An Organic Molecular Cathode Composed of Naphthoquinones Bridged by Organodisulfide for Rechargeable Lithium Battery

Abstract Organic electrodes that embrace multiple electron transfer and efficient redox reactions are desirable for green energy storage batteries. Here, a novel organic electrode material is synthesized, i.e., 2, 2′‐((disulfanediylbis (4, 1‐phenylene)) bis(azanediyl)) bis (naphthalene‐1, 4‐dione) (MNQ), through a simple click reaction between common carbonyl and organosulfur compounds and demonstrate its application potential as a high‐performance cathode material in rechargeable lithium batteries. MNQ exhibits the aggregation effect of redox‐active functional groups, the advantage of fast reaction kinetics from molecular structure evolution, and the decreased solubility in aprotic electrolytes resulting from intermolecular interactions.
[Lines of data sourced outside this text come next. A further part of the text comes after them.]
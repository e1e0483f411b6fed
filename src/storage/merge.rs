//! Merge policy for records that share a link

use crate::storage::PageRecord;
use serde::Deserialize;

/// How scalar fields (`title`, `description`) behave when records merge
///
/// Child references always concatenate; only scalars are governed here.
#[derive(Debug, Clone, Copy, Default, PartialEq, Eq, Deserialize)]
#[serde(rename_all = "kebab-case")]
pub enum ScalarMerge {
    /// Scalars of the existing record never change
    Preserve,
    /// Absent scalars of the existing record are filled from the incoming one
    #[default]
    FillEmpty,
}

/// Merges `incoming` into `existing`
///
/// `existing.pages` is extended with `incoming.pages` in order, without
/// de-duplication. Non-empty scalars already present are never replaced.
pub fn merge_records(existing: &mut PageRecord, incoming: PageRecord, policy: ScalarMerge) {
    debug_assert_eq!(existing.link, incoming.link);

    existing.pages.extend(incoming.pages);

    if policy == ScalarMerge::FillEmpty {
        if existing.title.is_none() {
            existing.title = incoming.title;
        }
        if existing.description.is_none() {
            existing.description = incoming.description;
        }
    }
}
As expected, the MNQ electrode exhibits a high initial discharge capacity of 281.2 mA h g −1 at 0.5 C, equivalent to 97.9% of its theoretical capacity, and sustains stable long‐term cycling performance of over 1000 cycles at 1 C. This work adds a new member to the family of organic electrode materials, providing performance‐efficient organic molecules for the design of rechargeable battery systems, which will undoubtedly spark great interest in their applications.